_Task to carry out_
Your task is to quote the records from their first line through the line containing "use super::tags::TypeTag;", with nothing added or left out.

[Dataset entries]

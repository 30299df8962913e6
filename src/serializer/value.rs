//! Динамическое дерево значений бинарного сериализатора.
//!
//! Каждое составное значение несёт имя своего типа; именно оно
//! попадает в [`TypeTable`](super::TypeTable).

use std::borrow::Cow;

use chrono::{DateTime as UtcDateTime, NaiveDateTime, TimeDelta};
use nvstore_error::{SerResult, SerializerError};

use super::tags::TypeTag;

/// Знаковая длительность, в потоке хранится в тиках по 100 нс.
pub type TimeSpan = TimeDelta;
/// Календарный момент без часового пояса; в потоке это тики по 100 нс от 0001-01-01.
pub type DateTime = NaiveDateTime;

/// Канонические имена примитивных типов.
pub mod names {
    pub const BOOL: &str = "bool";
    pub const BYTE: &str = "u8";
    pub const CHAR: &str = "char";
    pub const INT16: &str = "i16";
    pub const INT32: &str = "i32";
    pub const INT64: &str = "i64";
    pub const UINT16: &str = "u16";
    pub const UINT32: &str = "u32";
    pub const UINT64: &str = "u64";
    pub const SINGLE: &str = "f32";
    pub const DOUBLE: &str = "f64";
    pub const STRING: &str = "string";
    pub const TIMESPAN: &str = "timespan";
    pub const DATETIME: &str = "datetime";

    /// Имя списка элементов `element`.
    pub fn list(element: &str) -> String {
        format!("List<{element}>")
    }

    /// Имя одномерного массива элементов `element`.
    pub fn array(element: &str) -> String {
        format!("{element}[]")
    }

    pub fn dictionary(
        key: &str,
        value: &str,
    ) -> String {
        format!("Dictionary<{key},{value}>")
    }

    pub fn tuple<S: AsRef<str>>(elements: &[S]) -> String {
        let parts: Vec<&str> = elements.iter().map(AsRef::as_ref).collect();
        format!("Tuple<{}>", parts.join(","))
    }
}

/// Тиков по 100 нс в секунде.
pub const TICKS_PER_SECOND: i64 = 10_000_000;
const NANOS_PER_TICK: i64 = 100;
/// Число тиков от 0001-01-01T00:00:00 до 1970-01-01T00:00:00.
pub const UNIX_EPOCH_TICKS: i64 = 621_355_968_000_000_000;

/// Узел графа объектов в памяти.
#[derive(Debug, Clone, PartialEq)]
pub enum Value {
    Null,
    Bool(bool),
    Byte(u8),
    Char(char),
    Int16(i16),
    Int32(i32),
    Int64(i64),
    UInt16(u16),
    UInt32(u32),
    UInt64(u64),
    Single(f32),
    Double(f64),
    String(String),
    TimeSpan(TimeSpan),
    DateTime(DateTime),
    Tuple {
        type_name: String,
        items: Vec<Value>,
    },
    Array {
        type_name: String,
        items: Vec<Value>,
    },
    List {
        type_name: String,
        items: Vec<Value>,
    },
    /// Записи сохраняют порядок вставки исходного отображения.
    Dictionary {
        type_name: String,
        entries: Vec<(Value, Value)>,
    },
    /// `value` всегда один из целочисленных примитивов.
    Enum {
        type_name: String,
        value: Box<Value>,
    },
    /// Простой объект данных; `fields` это его публичные свойства по имени.
    Object {
        type_name: String,
        fields: Vec<(String, Value)>,
    },
}

impl Value {
    /// Имя типа значения; `None` для [`Value::Null`].
    pub fn type_name(&self) -> Option<Cow<'_, str>> {
        let name = match self {
            Value::Null => return None,
            Value::Bool(_) => names::BOOL,
            Value::Byte(_) => names::BYTE,
            Value::Char(_) => names::CHAR,
            Value::Int16(_) => names::INT16,
            Value::Int32(_) => names::INT32,
            Value::Int64(_) => names::INT64,
            Value::UInt16(_) => names::UINT16,
            Value::UInt32(_) => names::UINT32,
            Value::UInt64(_) => names::UINT64,
            Value::Single(_) => names::SINGLE,
            Value::Double(_) => names::DOUBLE,
            Value::String(_) => names::STRING,
            Value::TimeSpan(_) => names::TIMESPAN,
            Value::DateTime(_) => names::DATETIME,
            Value::Tuple { type_name, .. }
            | Value::Array { type_name, .. }
            | Value::List { type_name, .. }
            | Value::Dictionary { type_name, .. }
            | Value::Enum { type_name, .. }
            | Value::Object { type_name, .. } => return Some(Cow::Borrowed(type_name.as_str())),
        };
        Some(Cow::Borrowed(name))
    }

    /// Тег, с которым пишется значение, если его не забрал кодек.
    pub fn tag(&self) -> TypeTag {
        match self {
            Value::Null => TypeTag::Null,
            Value::Bool(_) => TypeTag::Bool,
            Value::Byte(_) => TypeTag::Byte,
            Value::Char(_) => TypeTag::Char,
            Value::Int16(_) => TypeTag::Int16,
            Value::Int32(_) => TypeTag::Int32,
            Value::Int64(_) => TypeTag::Int64,
            Value::UInt16(_) => TypeTag::UInt16,
            Value::UInt32(_) => TypeTag::UInt32,
            Value::UInt64(_) => TypeTag::UInt64,
            Value::Single(_) => TypeTag::Single,
            Value::Double(_) => TypeTag::Double,
            Value::String(_) => TypeTag::String,
            Value::TimeSpan(_) => TypeTag::TimeSpan,
            Value::DateTime(_) => TypeTag::DateTime,
            Value::Tuple { .. } => TypeTag::Tuple,
            Value::Array { .. } => TypeTag::Array,
            Value::List { .. } => TypeTag::List,
            Value::Dictionary { .. } => TypeTag::Dictionary,
            Value::Enum { .. } => TypeTag::Enum,
            Value::Object { .. } => TypeTag::Auto,
        }
    }

    /// Короткое имя формы для сообщений об ошибках.
    pub fn kind(&self) -> &'static str {
        match self.tag() {
            TypeTag::Null => "Null",
            TypeTag::Bool => "Bool",
            TypeTag::Byte => "Byte",
            TypeTag::Char => "Char",
            TypeTag::Int16 => "Int16",
            TypeTag::Int32 => "Int32",
            TypeTag::Int64 => "Int64",
            TypeTag::UInt16 => "UInt16",
            TypeTag::UInt32 => "UInt32",
            TypeTag::UInt64 => "UInt64",
            TypeTag::Single => "Single",
            TypeTag::Double => "Double",
            TypeTag::String => "String",
            TypeTag::TimeSpan => "TimeSpan",
            TypeTag::DateTime => "DateTime",
            TypeTag::Tuple => "Tuple",
            TypeTag::Array => "Array",
            TypeTag::List => "List",
            TypeTag::Dictionary => "Dictionary",
            TypeTag::Enum => "Enum",
            TypeTag::Custom => "Custom",
            TypeTag::Auto => "Object",
        }
    }

    /// Может ли значение быть базовым значением enum.
    pub fn is_integer(&self) -> bool {
        matches!(
            self,
            Value::Byte(_)
                | Value::Int16(_)
                | Value::Int32(_)
                | Value::Int64(_)
                | Value::UInt16(_)
                | Value::UInt32(_)
                | Value::UInt64(_)
        )
    }

    /// Строит объект из пар `(property, value)`.
    pub fn object<N, I>(
        type_name: impl Into<String>,
        fields: I,
    ) -> Self
    where
        N: Into<String>,
        I: IntoIterator<Item = (N, Value)>,
    {
        Value::Object {
            type_name: type_name.into(),
            fields: fields.into_iter().map(|(n, v)| (n.into(), v)).collect(),
        }
    }

    /// Ищет свойство объекта по точному имени.
    pub fn field(
        &self,
        name: &str,
    ) -> Option<&Value> {
        match self {
            Value::Object { fields, .. } => {
                fields.iter().find(|(n, _)| n == name).map(|(_, v)| v)
            }
            _ => None,
        }
    }
}

impl From<&str> for Value {
    fn from(s: &str) -> Self {
        Value::String(s.to_string())
    }
}

impl From<String> for Value {
    fn from(s: String) -> Self {
        Value::String(s)
    }
}

/// Число тиков в `nanos`; `None`, если оно не целое.
fn whole_ticks(nanos: i64) -> Option<i64> {
    (nanos % NANOS_PER_TICK == 0).then_some(nanos / NANOS_PER_TICK)
}

/// Переводит длительность в тики по 100 нс.
///
/// Длительность с точностью мельче одного тика не сохраняется без потерь
/// и отклоняется.
pub fn timespan_to_ticks(span: &TimeSpan) -> SerResult<i64> {
    let sub_ticks = whole_ticks(i64::from(span.subsec_nanos()))
        .ok_or_else(|| SerializerError::invalid_data(format!("timespan {span} is finer than 100 ns")))?;
    span.num_seconds()
        .checked_mul(TICKS_PER_SECOND)
        .and_then(|t| t.checked_add(sub_ticks))
        .ok_or_else(|| SerializerError::invalid_data(format!("timespan {span} out of tick range")))
}

pub fn ticks_to_timespan(ticks: i64) -> TimeSpan {
    // Тики i64 заведомо меньше предела TimeDelta в i64::MAX миллисекунд.
    TimeDelta::seconds(ticks / TICKS_PER_SECOND)
        + TimeDelta::nanoseconds((ticks % TICKS_PER_SECOND) * NANOS_PER_TICK)
}

/// Переводит момент времени в тики по 100 нс от 0001-01-01T00:00:00.
///
/// Точность мельче тика отклоняется, как в [`timespan_to_ticks`].
pub fn datetime_to_ticks(dt: &DateTime) -> SerResult<i64> {
    let utc = dt.and_utc();
    let sub_ticks = whole_ticks(i64::from(utc.timestamp_subsec_nanos()))
        .ok_or_else(|| SerializerError::invalid_data(format!("datetime {dt} is finer than 100 ns")))?;
    utc.timestamp()
        .checked_mul(TICKS_PER_SECOND)
        .and_then(|t| t.checked_add(sub_ticks))
        .and_then(|t| t.checked_add(UNIX_EPOCH_TICKS))
        .ok_or_else(|| SerializerError::invalid_data(format!("datetime {dt} out of tick range")))
}

pub fn ticks_to_datetime(ticks: i64) -> SerResult<DateTime> {
    let since_unix = ticks
        .checked_sub(UNIX_EPOCH_TICKS)
        .ok_or_else(|| SerializerError::invalid_data(format!("tick count {ticks} out of range")))?;
    let secs = since_unix.div_euclid(TICKS_PER_SECOND);
    let nanos = since_unix.rem_euclid(TICKS_PER_SECOND) * NANOS_PER_TICK;
    UtcDateTime::from_timestamp(secs, nanos as u32)
        .map(|dt| dt.naive_utc())
        .ok_or_else(|| SerializerError::invalid_data(format!("tick count {ticks} out of range")))
}
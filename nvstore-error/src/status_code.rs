use std::fmt;

use num_enum::TryFromPrimitive;

/// Коды статуса для категоризации ошибок.
///
/// # Диапазоны:
/// - 1xxx: Общие ошибки
/// - 2xxx: Ошибки данных
/// - 5xxx: Хранилище
/// - 6xxx: IO
/// - 8xxx: Ошибки кодирования / формата
///
/// `num_enum::TryFromPrimitive` даёт нативную реализацию `TryFrom<u32>`.
#[derive(Debug, Clone, Copy, PartialEq, Eq, TryFromPrimitive)]
#[repr(u32)]
#[non_exhaustive]
pub enum StatusCode {
    // === 1xxx: Общие ошибки ===
    Unsupported = 1001,
    Internal = 1003,
    InvalidArgs = 1004,

    // === 2xxx: Ошибки данных ===
    TypeError = 2002,
    InvalidKey = 2003,
    InvalidData = 2009,
    SchemaMismatch = 2010,

    // === 5xxx: Хранилище ===
    StorageUnavailable = 5000,
    CorruptedData = 5002,
    CompressionFailed = 5005,

    // === 6xxx: IO ===
    Io = 6000,
    UnexpectedEof = 6007,

    // === 8xxx: Формат ===
    InvalidFrame = 8000,
    InvalidUtf8 = 8004,
    DepthLimit = 8008,
    UnknownTypeIndex = 8012,
    MissingCodec = 8013,
}

////////////////////////////////////////////////////////////////////////////////
// Собственные методы
////////////////////////////////////////////////////////////////////////////////

impl StatusCode {
    /// Числовое представление кода статуса.
    pub const fn code(self) -> u32 {
        self as u32
    }

    /// Имеет ли смысл повторять операцию.
    ///
    /// `true` для временных сбоев хранилища и ввода-вывода.
    pub fn is_retryable(&self) -> bool {
        matches!(self, Self::StorageUnavailable | Self::Io)
    }
}

////////////////////////////////////////////////////////////////////////////////
// Общие реализации трейтов для StatusCode
////////////////////////////////////////////////////////////////////////////////

impl From<StatusCode> for u32 {
    fn from(c: StatusCode) -> Self {
        c.code()
    }
}

impl fmt::Display for StatusCode {
    fn fmt(
        &self,
        f: &mut fmt::Formatter<'_>,
    ) -> fmt::Result {
        write!(f, "{:?} ({})", self, self.code())
    }
}

////////////////////////////////////////////////////////////////////////////////
// Тесты
////////////////////////////////////////////////////////////////////////////////
use config::{Config, ConfigError, Environment};
use serde::{Deserialize, Serialize};

use crate::nvram::Scope;

/// Настройки фасада NVRAM.
#[derive(Debug, Clone, PartialEq, Eq, Serialize, Deserialize)]
#[serde(default)]
pub struct NvramConfig {
    /// Зарезервированный путь записи с таблицей типов.
    pub type_table_path: String,
    /// Область, в которой хранится основная копия таблицы типов.
    pub type_table_scope: Scope,
    /// Сжимать выровненные данные gzip, начиная с `min_compress_size`.
    pub compress_padded: bool,
    pub min_compress_size: usize,
    /// Предел вложенности при кодировании и декодировании.
    pub max_depth: usize,
}

impl Default for NvramConfig {
    fn default() -> Self {
        Self {
            type_table_path: "__type_table".to_string(),
            type_table_scope: Scope::Theme,
            compress_padded: true,
            min_compress_size: 64,
            max_depth: crate::serializer::DEFAULT_MAX_DEPTH,
        }
    }
}

impl NvramConfig {
    /// Значения по умолчанию, переопределённые переменными `NVSTORE_*`.
    pub fn load() -> Result<Self, ConfigError> {
        let defaults = Self::default();
        let cfg = Config::builder()
            // Значения по умолчанию
            .set_default("type_table_path", defaults.type_table_path)?
            .set_default("type_table_scope", defaults.type_table_scope.as_str())?
            .set_default("compress_padded", defaults.compress_padded)?
            .set_default("min_compress_size", defaults.min_compress_size as u64)?
            .set_default("max_depth", defaults.max_depth as u64)?
            // Переменные окружения с префиксом NVSTORE_
            .add_source(Environment::with_prefix("NVSTORE").try_parsing(true))
            .build()?;

        cfg.try_deserialize()
    }
}
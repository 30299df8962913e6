use std::{any::Any, io};

use thiserror::Error;

use crate::{ErrorExt, StatusCode};

/// Ошибки бинарного сериализатора объектов.
#[derive(Debug, Error)]
#[non_exhaustive]
pub enum SerializerError {
    /// Ни одна встроенная форма и ни один кодек не подходят для типа.
    #[error("Unsupported type: {type_name}")]
    UnsupportedType { type_name: String },

    /// У объекта нет ровно одного конструктора, совпадающего со свойствами.
    #[error(
        "Schema mismatch for {type_name}: {matched} constructors match properties [{}]; candidates: [{}]",
        .properties.join(", "),
        .candidates.join("; ")
    )]
    SchemaMismatch {
        type_name: String,
        matched: usize,
        properties: Vec<String>,
        candidates: Vec<String>,
    },

    /// Индекс из потока отсутствует в таблице типов.
    #[error("Unknown type index {index} (type table holds {table_len} entries)")]
    UnknownTypeIndex { index: u32, table_len: usize },

    /// Значение записано кодеком, который не зарегистрирован при чтении.
    #[error("No custom codec registered for {type_name}")]
    MissingCustomDeserializer { type_name: String },

    /// Значение объекта не содержит свойства, требуемого конструктором.
    #[error("Object {type_name} has no value for property '{property}'")]
    MissingProperty { type_name: String, property: String },

    /// Значение объекта содержит свойство, которого нет в зарегистрированной форме.
    #[error("Object {type_name} has no declared property '{property}'")]
    UnknownProperty { type_name: String, property: String },

    /// Строка в потоке не является корректным UTF-8.
    #[error("Invalid UTF-8 in string: {0}")]
    InvalidUtf8(#[from] std::string::FromUtf8Error),

    /// Неизвестный байт тега.
    #[error("Invalid type tag 0x{tag:02X}")]
    InvalidTag { tag: u8 },

    /// Данные не соответствуют формату.
    #[error("Invalid data: {reason}")]
    InvalidData { reason: String },

    /// Декодированное значение не совпадает с ожидаемым Rust-типом.
    #[error("Type mismatch: expected {expected}, found {found}")]
    TypeMismatch { expected: String, found: String },

    /// Превышена глубина вложенности.
    #[error("Maximum nesting depth {limit} exceeded")]
    DepthLimit { limit: usize },

    /// Varint длиннее 5 байт.
    #[error("Varint too long, possible corruption")]
    VarintOverflow,

    #[error("I/O error: {0}")]
    Io(#[from] io::Error),
}

impl SerializerError {
    pub fn invalid_data(reason: impl Into<String>) -> Self {
        Self::InvalidData {
            reason: reason.into(),
        }
    }

    pub fn type_mismatch(
        expected: impl Into<String>,
        found: impl Into<String>,
    ) -> Self {
        Self::TypeMismatch {
            expected: expected.into(),
            found: found.into(),
        }
    }
}

impl ErrorExt for SerializerError {
    fn status_code(&self) -> StatusCode {
        match self {
            Self::UnsupportedType { .. } => StatusCode::Unsupported,
            Self::SchemaMismatch { .. }
            | Self::MissingProperty { .. }
            | Self::UnknownProperty { .. } => StatusCode::SchemaMismatch,
            Self::UnknownTypeIndex { .. } => StatusCode::UnknownTypeIndex,
            Self::MissingCustomDeserializer { .. } => StatusCode::MissingCodec,
            Self::InvalidTag { .. } | Self::VarintOverflow => StatusCode::CorruptedData,
            Self::InvalidData { .. } => StatusCode::InvalidData,
            Self::InvalidUtf8(_) => StatusCode::InvalidUtf8,
            Self::TypeMismatch { .. } => StatusCode::TypeError,
            Self::DepthLimit { .. } => StatusCode::DepthLimit,
            Self::Io(e) if e.kind() == io::ErrorKind::UnexpectedEof => StatusCode::UnexpectedEof,
            Self::Io(_) => StatusCode::Io,
        }
    }

    fn as_any(&self) -> &dyn Any {
        self
    }
}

_Answer to the problem_
repository 30299df8962913e6
filename src/serializer/value.rs
//! Динамическое дерево значений бинарного сериализатора.
//!
//! Каждое составное значение несёт имя своего типа; именно оно
//! попадает в [`TypeTable`](super::TypeTable).

use std::borrow::Cow;

use chrono::{DateTime as UtcDateTime, NaiveDateTime, TimeDelta};
use nvstore_error::{SerResult, SerializerError};

use super::tags::TypeTag;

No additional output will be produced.